The nominations emphasize the great work of Laritza Diversent, lawyer of Human Rights together with Cubalex. Diversent recently attended the audiences conducted by the Inter-American Commission of Human Rights and incurred an active presentation in the universal System of Human Rights. She also showed activism concerning the island. Last September, state security burst in the office of Cubalex. They impounded work documents and equipment. Besides that the director and her team of Cubalex were interrogated and five of them were obligated to undress.
The Front Line Defenders Award 2017 for defenders of the Human Right at risk was created in 2005 to honour the work of the Human Right defenders who peacefully contribute to promote and protect the Human Rights, risking their own life for others.
By handing over this prize the intention is to get attention on the work of the defenders of Human Rights and to contribute to the personal security of the awardee.
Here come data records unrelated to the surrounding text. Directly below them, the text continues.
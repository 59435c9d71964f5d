//! VRF, Subnet and DNS zone entities

use std::collections::BTreeMap;

use serde::{Deserialize, Serialize};
use serde_json::Value;

use super::{ref_value, Meta, NameLookup};
use crate::error::{Result, UdbError};
use crate::net::Cidr;

/// Virtual Routing and Forwarding instance: a routing-table namespace every
/// subnet belongs to.
#[derive(Debug, Clone, Serialize, Deserialize)]
pub struct Vrf {
    #[serde(flatten)]
    pub meta: Meta,
    pub name: String,
}

impl Vrf {
    pub fn new(name: impl Into<String>) -> Self {
        let name: String = name.into();
        Self {
            meta: Meta::default(),
            name: name.trim().to_string(),
        }
    }

    pub fn summary(&self) -> String {
        self.name.clone()
    }

    pub fn validate(&self) -> Result<()> {
        if self.name.trim().is_empty() {
            return Err(UdbError::validation("name", "VRF name cannot be empty"));
        }
        Ok(())
    }

    pub fn audit_fields(&self, _names: &dyn NameLookup) -> BTreeMap<String, Value> {
        let mut fields = BTreeMap::new();
        fields.insert("name".into(), Value::String(self.name.clone()));
        fields
    }
}

/// A named set of CIDR ranges within a VRF.
#[derive(Debug, Clone, Serialize, Deserialize)]
pub struct Subnet {
    #[serde(flatten)]
    pub meta: Meta,
    pub name: String,
    pub vrf_id: i64,
    pub l3vni: Option<i64>,
    pub l2vni: Option<i64>,
    pub vlan: Option<i64>,
    pub dhcp: bool,
    pub ranges: Vec<Cidr>,
    /// DNS zones allowed to hold records inside this subnet
    #[serde(default)]
    pub dnszone_ids: Vec<i64>,
}

impl Subnet {
    pub fn new(name: impl Into<String>, vrf_id: i64, ranges: Vec<Cidr>) -> Self {
        Self {
            meta: Meta::default(),
            name: name.into(),
            vrf_id,
            l3vni: None,
            l2vni: None,
            vlan: None,
            dhcp: false,
            ranges,
            dnszone_ids: Vec::new(),
        }
    }

    pub fn summary(&self) -> String {
        self.name.clone()
    }

    /// Flattened text of all ranges, indexed for search.
    pub fn range_string(&self) -> String {
        self.ranges
            .iter()
            .map(|r| r.to_string())
            .collect::<Vec<_>>()
            .join(" ")
    }

    /// Sort ranges into canonical order and drop duplicates. Called from the
    /// before-flush hook so stored order is deterministic.
    pub fn normalize_ranges(&mut self) {
        self.ranges.sort();
        self.ranges.dedup();
        self.dnszone_ids.sort_unstable();
        self.dnszone_ids.dedup();
    }

    pub fn validate(&self) -> Result<()> {
        if self.ranges.is_empty() {
            return Err(UdbError::validation(
                "ranges",
                "at least one IPv6 or IPv4 network is required",
            ));
        }
        // Ranges of one subnet must not overlap or nest into each other.
        for (i, a) in self.ranges.iter().enumerate() {
            for b in self.ranges.iter().skip(i + 1) {
                if a.overlaps(b) {
                    return Err(UdbError::validation(
                        "ranges",
                        format!("`{a}` and `{b}` overlap within the same subnet"),
                    ));
                }
            }
        }
        Ok(())
    }

    pub fn audit_fields(&self, names: &dyn NameLookup) -> BTreeMap<String, Value> {
        let mut fields = BTreeMap::new();
        fields.insert("name".into(), Value::String(self.name.clone()));
        fields.insert(
            "vrf".into(),
            ref_value(Some(self.vrf_id), names.vrf_name(self.vrf_id)),
        );
        fields.insert("l3vni".into(), self.l3vni.map(Value::from).unwrap_or(Value::Null));
        fields.insert("l2vni".into(), self.l2vni.map(Value::from).unwrap_or(Value::Null));
        fields.insert("vlan".into(), self.vlan.map(Value::from).unwrap_or(Value::Null));
        fields.insert("dhcp".into(), Value::Bool(self.dhcp));
        fields.insert(
            "ranges".into(),
            Value::Array(
                self.ranges
                    .iter()
                    .map(|r| Value::String(r.to_string()))
                    .collect(),
            ),
        );
        fields.insert(
            "dnszones".into(),
            Value::Array(
                self.dnszone_ids
                    .iter()
                    .map(|id| ref_value(Some(*id), names.zone_name(*id)))
                    .collect(),
            ),
        );
        fields
    }
}

/// A DNS zone; the dotted name is stored lowercase and is unique among
/// non-deleted zones.
#[derive(Debug, Clone, Serialize, Deserialize)]
pub struct DnsZone {
    #[serde(flatten)]
    pub meta: Meta,
    pub name: String,
    /// Subnets whose addresses this zone may name
    #[serde(default)]
    pub subnet_ids: Vec<i64>,
}

impl DnsZone {
    pub fn new(name: impl Into<String>) -> Self {
        let name: String = name.into();
        Self {
            meta: Meta::default(),
            name: name.trim().to_lowercase(),
            subnet_ids: Vec::new(),
        }
    }

    pub fn summary(&self) -> String {
        self.name.clone()
    }

    pub fn validate(&self) -> Result<()> {
        if !is_domain_name(&self.name) || !self.name.contains('.') {
            return Err(UdbError::validation("name", "expected a valid FQDN"));
        }
        Ok(())
    }

    pub fn audit_fields(&self, names: &dyn NameLookup) -> BTreeMap<String, Value> {
        let mut fields = BTreeMap::new();
        fields.insert("name".into(), Value::String(self.name.clone()));
        fields.insert(
            "subnets".into(),
            Value::Array(
                self.subnet_ids
                    .iter()
                    .map(|id| ref_value(Some(*id), names.subnet_name(*id)))
                    .collect(),
            ),
        );
        fields
    }
}

/// Loose domain-name check shared by zones and records: dot-separated labels
/// of letters, digits, `-` and `_`, with `*` allowed as the leftmost label.
pub fn is_domain_name(value: &str) -> bool {
    if value.is_empty() || value.len() > 253 {
        return false;
    }
    let labels: Vec<&str> = value.split('.').collect();
    labels.iter().enumerate().all(|(i, label)| {
        if label.is_empty() || label.len() > 63 {
            return false;
        }
        if *label == "*" {
            return i == 0;
        }
        label
            .chars()
            .all(|c| c.is_ascii_alphanumeric() || c == '-' || c == '_')
            && !label.starts_with('-')
            && !label.ends_with('-')
    })
}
Beyond the symbolic significance, the prize grants 15,000 Euros to guarantee that the work of the activist or the organization will be continued.
According to their web page Front Line was founded in 2001, with the specific objective to protect the defenders of Human Rights at risk, who work peacefully for some or all rights, which are implied in the universal declaration of the Human Rights. Front Line´s main aim is to give an answer to the needs of defenders at risk. This includes the following tasks like giving protection, creating networks, training and giving a better access to the international protection for activists.
The Gwanju Prize for Human Rights promotes the spirit of the democratic movement at the 18th of May of the town Kwangju in South Korea. The prize is awarded to a person or an organization that has fought to improve and broaden Human Rights, democracy and peace in their community without using any violence.
The Gwangju prize for the Human Rights was handed out first in 2000. From all the persons who received it, Aung San Suu Kyi (2004), Malalai Joya (2006) and Binayak Sen (2011) are the ones who stand out. The purpose of this prize is to get international attention about the Human Right defenders and to contribute to the personal security of the awardee.